Shut Up and Drive
Robert Duvall moves down the hallway and catches the goon off-guard. Duvall asks him at gunpoint about how many people are at the poker game, and if there’re any more guns. “They’re not paying you enough not to tell me.” Duvall marches him to the fire escape, and right before getting knocked out, the hired hand says, “Make it on the left side, will ya? I got a bad right ear.” Duvall pistol-whips him, and the man’s glasses fall in slow motion down the side of the building. It’s obligatory, another day on the job.
John Flynn’s radical 1973 crime film The Outfit often has Duvall’s Earl Macklin intentionally highlighting the violent absurdity of his own profession. Macklin gets out of jail to find out his brother got hit, and it turns out the bank they nabbed was run by the Outfit, which is enacting revenge. Macklin regains control of the situation after hitting the Outfit-run poker game, and starts in on a cat-and-mouse game with its leader, Mailer (Robert Ryan), demanding $250,000 in compensation for his brother’s death. When Macklin tries to bring his brother’s widow the cash from the poker game, she wants no part of it—she thinks Earl should’ve gotten killed instead of her husband, who just wanted a peaceful life. Besides, she says that Earl doesn’t even know what he wants with the money to begin with.
Earl’s scorched-earth robberies against the Outfit can be explained about as logically as Lee Marvin’s nihilistic crusade against the top echelons of LA crimes just to get back the $93,000 in Point Blank. And like Point Blank, or the burn-it-down ending of Michael Mann’s Thief, Macklin’s menacing of the Outfit makes sense emotionally. “Send a guy out to kill somebody, maybe his feelings get hurt,” Macklin tells the Outfit Lieutenant Menner (Timothy Carey) while he’s robbing him at the poker game. “That’s no way to look at it. It’s nothing personal,” Menner assures him about the hit he put out. Macklin shoots Menner in the hand for burning cigarettes on his girlfriend.

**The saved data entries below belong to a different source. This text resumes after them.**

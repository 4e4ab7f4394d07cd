//! Tests for configuration parsing and validation

use std::collections::HashMap;
use std::time::Duration;

use rpc_throttle::config::{LimiterConfig, SchedulerConfig, Window};
use rpc_throttle::core::{Backoff, ConfigError};

#[test]
fn test_window_values() {
    assert_eq!(Window::parse("10s").unwrap().as_duration(), Duration::from_millis(10_000));
    assert_eq!(Window::parse("5m").unwrap().as_duration(), Duration::from_millis(300_000));
    assert_eq!(Window::parse("2h").unwrap().as_duration(), Duration::from_millis(7_200_000));
    assert!("10".parse::<Window>().is_err());
    assert!("10 s".parse::<Window>().is_err());
}

#[test]
fn test_limiter_config_validation() {
    let valid = LimiterConfig::new(10, Window::parse("1s").unwrap());
    assert!(valid.validate().is_ok());

    let mut invalid = valid.clone();
    invalid.quota = 0;
    assert!(matches!(invalid.validate(), Err(ConfigError::ZeroQuota)));

    let mut invalid = valid.clone();
    invalid.task_timeout_ms = Some(0);
    assert!(matches!(invalid.validate(), Err(ConfigError::ZeroTimeout)));

    let mut invalid = valid;
    invalid.retry.max_attempts = 0;
    assert!(matches!(invalid.validate(), Err(ConfigError::InvalidRetry(_))));
}

#[test]
fn test_scheduler_config_from_json() {
    let json = r#"{
        "limiters": {
            "devnet": {
                "quota": 10,
                "window": "1s",
                "retry": {"max_attempts": 5, "backoff": {"kind": "exponential", "initial_ms": 100, "factor": 2, "max_ms": 2000}}
            },
            "mainnet": {
                "quota": 40,
                "window": "10s",
                "max_queue_depth": 500
            }
        }
    }"#;

    let config = SchedulerConfig::from_json_str(json).unwrap();
    assert_eq!(config.limiters.len(), 2);

    let devnet = &config.limiters["devnet"];
    assert_eq!(devnet.retry.max_attempts, 5);
    assert_eq!(
        devnet.retry.backoff,
        Backoff::Exponential { initial_ms: 100, factor: 2, max_ms: 2000 }
    );

    let mainnet = &config.limiters["mainnet"];
    assert_eq!(mainnet.window.to_string(), "10s");
    assert_eq!(mainnet.max_queue_depth, Some(500));
}

#[test]
fn test_scheduler_config_empty_limiters() {
    let err = SchedulerConfig::from_json_str(r#"{"limiters": {}}"#).unwrap_err();
    assert!(matches!(err, ConfigError::EmptyConfig));
}

#[test]
fn test_scheduler_config_names_invalid_limiter() {
    let json = r#"{"limiters": {"devnet": {"quota": 0, "window": "1s"}}}"#;
    let err = SchedulerConfig::from_json_str(json).unwrap_err();
    match err {
        ConfigError::Limiter { name, source } => {
            assert_eq!(name, "devnet");
            assert!(matches!(*source, ConfigError::ZeroQuota));
        }
        other => panic!("unexpected error: {other}"),
    }
}

#[test]
fn test_scheduler_config_round_trips_window_strings() {
    let config = SchedulerConfig::from_json_str(
        r#"{"limiters": {"a": {"quota": 1, "window": "120s"}}}"#,
    )
    .unwrap();
    let json = serde_json::to_value(&config).unwrap();
    assert_eq!(json["limiters"]["a"]["window"], "2m");
}

fn lookup_from(pairs: &[(&str, &str)]) -> impl Fn(&str) -> Option<String> {
    let vars: HashMap<String, String> = pairs
        .iter()
        .map(|(k, v)| ((*k).to_owned(), (*v).to_owned()))
        .collect();
    move |key| vars.get(key).cloned()
}

#[test]
fn test_limiter_config_from_lookup() {
    let lookup = lookup_from(&[
        ("DEVNET_QUOTA", "4"),
        ("DEVNET_WINDOW", "30s"),
        ("DEVNET_MAX_ATTEMPTS", "6"),
        ("DEVNET_TASK_TIMEOUT_MS", "2500"),
    ]);

    let cfg = LimiterConfig::from_lookup("DEVNET", lookup).unwrap();
    assert_eq!(cfg.quota, 4);
    assert_eq!(cfg.window.as_duration(), Duration::from_secs(30));
    assert_eq!(cfg.retry.max_attempts, 6);
    assert_eq!(cfg.task_timeout_ms, Some(2500));
    assert_eq!(cfg.max_queue_depth, None);
}

#[test]
fn test_limiter_config_from_lookup_missing_quota() {
    let lookup = lookup_from(&[("DEVNET_WINDOW", "30s")]);
    let err = LimiterConfig::from_lookup("DEVNET", lookup).unwrap_err();
    assert!(matches!(err, ConfigError::MissingEnv(key) if key == "DEVNET_QUOTA"));
}

#[test]
fn test_limiter_config_from_lookup_bad_values() {
    let lookup = lookup_from(&[("DEVNET_QUOTA", "4"), ("DEVNET_WINDOW", "30 seconds")]);
    let err = LimiterConfig::from_lookup("DEVNET", lookup).unwrap_err();
    assert!(matches!(err, ConfigError::InvalidWindow { .. }));

    let lookup = lookup_from(&[
        ("DEVNET_QUOTA", "4"),
        ("DEVNET_WINDOW", "30s"),
        ("DEVNET_MAX_QUEUE_DEPTH", "lots"),
    ]);
    let err = LimiterConfig::from_lookup("DEVNET", lookup).unwrap_err();
    assert!(matches!(err, ConfigError::InvalidEnv { key, .. } if key == "DEVNET_MAX_QUEUE_DEPTH"));
}

#[test]
fn test_limiter_config_from_env_requires_quota() {
    // Never set by any test, so the process environment is only read.
    let err = LimiterConfig::from_env("RPC_THROTTLE_UNSET_LIMITER").unwrap_err();
    assert!(matches!(
        err,
        ConfigError::MissingEnv(key) if key == "RPC_THROTTLE_UNSET_LIMITER_QUOTA"
    ));
}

What’s interesting about the use of violence that in The Outfit (or Point Blank, or Thief), is that the act of sending a bullet through a body doesn’t ultimately feel cathartic in its vengeance, and instead it’s only a momentary, masturbatory act that leaves cooling streaks of blood on the walls. The real jubilation is with the act of robbery itself; it’s not the physical killing or maiming they’re chasing, but that shift of power, like how a single gun can change the dynamic of a whole room. To borrow a phrase from a different Michael Mann film, the action is the juice—Earl and Cody (Joe Don Baker) cheer and laugh after barely getting out of a heist intact. They’re not in it for the cash they take out, but the thrill of the ride. They’re cowboys.
When Macklin first catches up to Mailer, the Outfit leader calls him a wannabe Dillinger, a small-time robber with no scope. He tells Macklin that his operation brings in that $250,000 he’s asking for by noon on a good day. Macklin retorts that it will make it easy for Mailer to part with it. Mailer sets up an ambush at the drop—again, it’s all just business, at least to Mailer. Mailer seemingly takes no pleasure in what he does at all, instead sitting idly annoyed at his underlings’ fuck-ups and trying to accumulate wealth to avoid any inconvenience. To Mailer, the highest order of living is lounging beside the tennis court while a servant brings him iced tea. To Macklin, robbery’s life, but he still knows how everyone else approaches the game. Macklin might say he’s just there for his $250,000, but that’s only an excuse to get into the action. The door guys and the henchmen, however, Macklin proves are just in it for the money.
After finally gunning Mailer down, his girlfriend confronts Macklin, “Damn you. Why’d you have to kill him? He owed me money.” Macklin tries to flee with Cody, who’s too wounded from the fight to stay on his feet and has to rest. A half dozen goons storm in. “Stay out of it. He’s dead, you’re unemployed,” Macklin tells them. Amazingly, they stand down and leave. While Macklin says he’s in it for the money, he knows that really no one is willing to put up the real life-or-death fight just for that. Because of that, Macklin and Cody are able to sneak out, stealing an ambulance and, in their disbelief, get away. They’re laughing again at what they were able to pull off. Cody looks up and says, “Earl, the good guys always win.”